Collected data
- - -

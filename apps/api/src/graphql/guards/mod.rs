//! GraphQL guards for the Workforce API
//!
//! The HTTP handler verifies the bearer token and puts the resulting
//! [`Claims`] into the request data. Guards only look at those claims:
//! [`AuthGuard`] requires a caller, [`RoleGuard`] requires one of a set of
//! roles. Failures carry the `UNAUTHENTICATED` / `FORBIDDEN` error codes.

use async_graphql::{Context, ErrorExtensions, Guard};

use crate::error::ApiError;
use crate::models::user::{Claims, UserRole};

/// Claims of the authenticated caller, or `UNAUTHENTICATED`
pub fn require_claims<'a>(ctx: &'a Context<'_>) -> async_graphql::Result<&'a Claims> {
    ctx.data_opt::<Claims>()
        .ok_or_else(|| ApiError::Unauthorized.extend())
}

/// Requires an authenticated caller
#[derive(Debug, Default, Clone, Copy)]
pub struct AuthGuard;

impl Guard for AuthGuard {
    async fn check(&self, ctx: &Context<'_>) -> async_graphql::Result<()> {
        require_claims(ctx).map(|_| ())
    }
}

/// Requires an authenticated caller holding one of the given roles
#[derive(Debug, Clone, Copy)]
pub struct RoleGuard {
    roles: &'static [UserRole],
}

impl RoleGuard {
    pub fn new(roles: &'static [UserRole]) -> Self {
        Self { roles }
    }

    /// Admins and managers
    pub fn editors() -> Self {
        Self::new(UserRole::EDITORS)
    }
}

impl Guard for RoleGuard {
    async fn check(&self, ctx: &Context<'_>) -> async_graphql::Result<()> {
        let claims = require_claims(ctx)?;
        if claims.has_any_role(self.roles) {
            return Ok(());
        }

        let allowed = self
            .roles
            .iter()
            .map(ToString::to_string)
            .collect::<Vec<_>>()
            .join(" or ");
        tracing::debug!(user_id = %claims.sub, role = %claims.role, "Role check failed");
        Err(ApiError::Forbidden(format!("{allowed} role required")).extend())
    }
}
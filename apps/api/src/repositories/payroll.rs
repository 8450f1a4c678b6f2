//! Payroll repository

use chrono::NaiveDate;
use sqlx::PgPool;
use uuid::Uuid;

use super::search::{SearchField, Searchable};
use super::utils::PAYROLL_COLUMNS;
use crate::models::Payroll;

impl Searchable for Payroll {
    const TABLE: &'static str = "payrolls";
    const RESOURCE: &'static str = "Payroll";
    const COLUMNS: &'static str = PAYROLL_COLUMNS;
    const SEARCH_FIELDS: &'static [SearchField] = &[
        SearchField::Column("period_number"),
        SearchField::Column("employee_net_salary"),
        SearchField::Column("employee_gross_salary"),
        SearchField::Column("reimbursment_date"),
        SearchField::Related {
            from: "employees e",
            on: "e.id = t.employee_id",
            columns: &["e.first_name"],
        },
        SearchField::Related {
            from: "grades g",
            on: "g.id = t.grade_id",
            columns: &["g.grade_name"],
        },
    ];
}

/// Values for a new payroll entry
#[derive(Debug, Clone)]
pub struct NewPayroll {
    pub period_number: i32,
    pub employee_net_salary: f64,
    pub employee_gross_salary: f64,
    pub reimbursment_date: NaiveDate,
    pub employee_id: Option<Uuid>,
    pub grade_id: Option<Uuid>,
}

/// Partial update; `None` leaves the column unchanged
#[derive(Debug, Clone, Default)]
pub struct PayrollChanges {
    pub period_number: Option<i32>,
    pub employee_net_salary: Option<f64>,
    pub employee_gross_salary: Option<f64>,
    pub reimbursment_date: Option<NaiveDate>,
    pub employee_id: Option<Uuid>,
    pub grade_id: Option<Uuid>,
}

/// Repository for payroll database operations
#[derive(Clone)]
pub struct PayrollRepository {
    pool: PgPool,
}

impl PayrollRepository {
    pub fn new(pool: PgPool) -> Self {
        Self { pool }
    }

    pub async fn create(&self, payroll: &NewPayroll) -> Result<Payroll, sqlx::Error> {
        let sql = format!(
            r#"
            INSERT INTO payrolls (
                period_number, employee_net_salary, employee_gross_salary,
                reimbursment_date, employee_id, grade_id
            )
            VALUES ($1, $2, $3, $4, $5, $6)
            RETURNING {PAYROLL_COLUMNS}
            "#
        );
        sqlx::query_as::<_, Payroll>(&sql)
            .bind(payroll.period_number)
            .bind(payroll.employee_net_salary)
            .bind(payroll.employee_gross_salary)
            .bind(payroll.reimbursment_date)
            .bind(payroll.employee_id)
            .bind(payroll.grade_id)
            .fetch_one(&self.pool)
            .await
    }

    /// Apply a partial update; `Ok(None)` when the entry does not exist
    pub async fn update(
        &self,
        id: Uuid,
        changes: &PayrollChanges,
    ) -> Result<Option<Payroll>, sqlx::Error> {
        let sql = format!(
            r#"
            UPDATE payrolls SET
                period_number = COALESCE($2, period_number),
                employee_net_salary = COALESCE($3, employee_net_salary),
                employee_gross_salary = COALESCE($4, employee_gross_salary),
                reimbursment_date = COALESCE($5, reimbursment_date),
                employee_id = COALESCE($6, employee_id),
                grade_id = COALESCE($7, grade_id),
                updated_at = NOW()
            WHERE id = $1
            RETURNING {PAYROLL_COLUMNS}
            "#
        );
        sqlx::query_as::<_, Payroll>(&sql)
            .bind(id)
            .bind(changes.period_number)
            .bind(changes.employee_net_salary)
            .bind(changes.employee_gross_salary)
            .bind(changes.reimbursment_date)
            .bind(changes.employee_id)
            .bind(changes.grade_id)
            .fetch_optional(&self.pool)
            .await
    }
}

- - -

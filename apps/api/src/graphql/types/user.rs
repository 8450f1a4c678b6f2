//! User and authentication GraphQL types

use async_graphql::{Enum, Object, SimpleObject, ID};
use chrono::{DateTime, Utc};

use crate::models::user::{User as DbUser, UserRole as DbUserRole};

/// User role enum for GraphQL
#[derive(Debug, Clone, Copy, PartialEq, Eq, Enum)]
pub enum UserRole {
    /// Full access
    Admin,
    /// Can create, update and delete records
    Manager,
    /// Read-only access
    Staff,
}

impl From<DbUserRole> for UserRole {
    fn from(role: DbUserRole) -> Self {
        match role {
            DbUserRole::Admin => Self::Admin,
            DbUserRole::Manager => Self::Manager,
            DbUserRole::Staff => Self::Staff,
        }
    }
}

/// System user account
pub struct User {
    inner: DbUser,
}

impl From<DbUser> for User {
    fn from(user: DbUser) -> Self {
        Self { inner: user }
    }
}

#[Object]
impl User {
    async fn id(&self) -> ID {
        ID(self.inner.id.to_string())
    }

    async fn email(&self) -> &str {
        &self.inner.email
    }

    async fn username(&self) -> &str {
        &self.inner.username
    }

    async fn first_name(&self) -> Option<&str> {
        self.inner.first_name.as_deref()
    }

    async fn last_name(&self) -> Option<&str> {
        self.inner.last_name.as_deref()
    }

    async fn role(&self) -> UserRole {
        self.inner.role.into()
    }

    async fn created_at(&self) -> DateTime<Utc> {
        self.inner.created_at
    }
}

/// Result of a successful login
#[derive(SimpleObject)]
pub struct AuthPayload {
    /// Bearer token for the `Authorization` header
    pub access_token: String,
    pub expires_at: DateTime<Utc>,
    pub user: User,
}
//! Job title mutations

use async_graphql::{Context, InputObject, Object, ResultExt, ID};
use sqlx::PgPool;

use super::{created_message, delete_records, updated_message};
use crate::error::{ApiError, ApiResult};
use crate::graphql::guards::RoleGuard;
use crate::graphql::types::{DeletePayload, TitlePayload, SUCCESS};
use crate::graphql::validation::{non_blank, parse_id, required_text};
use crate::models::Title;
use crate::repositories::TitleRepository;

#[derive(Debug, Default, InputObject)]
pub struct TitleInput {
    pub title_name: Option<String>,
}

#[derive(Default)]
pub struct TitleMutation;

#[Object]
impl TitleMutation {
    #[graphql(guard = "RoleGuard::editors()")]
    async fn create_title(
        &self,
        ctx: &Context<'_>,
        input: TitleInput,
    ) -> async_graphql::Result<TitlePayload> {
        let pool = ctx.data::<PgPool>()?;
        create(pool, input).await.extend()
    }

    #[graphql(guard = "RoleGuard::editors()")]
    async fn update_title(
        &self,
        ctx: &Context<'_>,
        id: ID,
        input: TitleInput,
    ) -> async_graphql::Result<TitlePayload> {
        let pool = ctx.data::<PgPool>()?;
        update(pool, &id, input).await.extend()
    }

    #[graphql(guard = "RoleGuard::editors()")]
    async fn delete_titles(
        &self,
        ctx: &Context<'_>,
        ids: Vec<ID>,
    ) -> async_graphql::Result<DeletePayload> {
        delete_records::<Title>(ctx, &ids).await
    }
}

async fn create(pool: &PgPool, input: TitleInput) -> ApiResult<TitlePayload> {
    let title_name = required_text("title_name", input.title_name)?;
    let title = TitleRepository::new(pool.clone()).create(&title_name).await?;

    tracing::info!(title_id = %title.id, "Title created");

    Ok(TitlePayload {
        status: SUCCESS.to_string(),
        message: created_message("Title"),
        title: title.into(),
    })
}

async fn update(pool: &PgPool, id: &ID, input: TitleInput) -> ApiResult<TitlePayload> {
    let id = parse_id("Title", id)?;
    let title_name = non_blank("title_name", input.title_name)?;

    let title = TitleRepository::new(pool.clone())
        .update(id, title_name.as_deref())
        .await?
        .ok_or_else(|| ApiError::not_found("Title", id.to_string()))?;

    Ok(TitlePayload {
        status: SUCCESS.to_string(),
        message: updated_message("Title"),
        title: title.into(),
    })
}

- - -

DESCRIPTION OF THE TASK: Using only the entries above, output the line with "filename apps/api/src/graphql/guards/mod.rs", the line with "tracing::debug!(user_id = %claims.sub, role", and all lines between them, exactly as they stand.

ANSWER SPACE:
filename apps/api/src/graphql/guards/mod.rs
//! GraphQL guards for the Workforce API
//!
//! The HTTP handler verifies the bearer token and puts the resulting
//! [`Claims`] into the request data. Guards only look at those claims:
//! [`AuthGuard`] requires a caller, [`RoleGuard`] requires one of a set of
//! roles. Failures carry the `UNAUTHENTICATED` / `FORBIDDEN` error codes.

use async_graphql::{Context, ErrorExtensions, Guard};

use crate::error::ApiError;
use crate::models::user::{Claims, UserRole};

/// Claims of the authenticated caller, or `UNAUTHENTICATED`
pub fn require_claims<'a>(ctx: &'a Context<'_>) -> async_graphql::Result<&'a Claims> {
    ctx.data_opt::<Claims>()
        .ok_or_else(|| ApiError::Unauthorized.extend())
}

/// Requires an authenticated caller
#[derive(Debug, Default, Clone, Copy)]
pub struct AuthGuard;

impl Guard for AuthGuard {
    async fn check(&self, ctx: &Context<'_>) -> async_graphql::Result<()> {
        require_claims(ctx).map(|_| ())
    }
}

/// Requires an authenticated caller holding one of the given roles
#[derive(Debug, Clone, Copy)]
pub struct RoleGuard {
    roles: &'static [UserRole],
}

impl RoleGuard {
    pub fn new(roles: &'static [UserRole]) -> Self {
        Self { roles }
    }

    /// Admins and managers
    pub fn editors() -> Self {
        Self::new(UserRole::EDITORS)
    }
}

impl Guard for RoleGuard {
    async fn check(&self, ctx: &Context<'_>) -> async_graphql::Result<()> {
        let claims = require_claims(ctx)?;
        if claims.has_any_role(self.roles) {
            return Ok(());
        }

        let allowed = self
            .roles
            .iter()
            .map(ToString::to_string)
            .collect::<Vec<_>>()
            .join(" or ");
        tracing::debug!(user_id = %claims.sub, role = %claims.role, "Role check failed");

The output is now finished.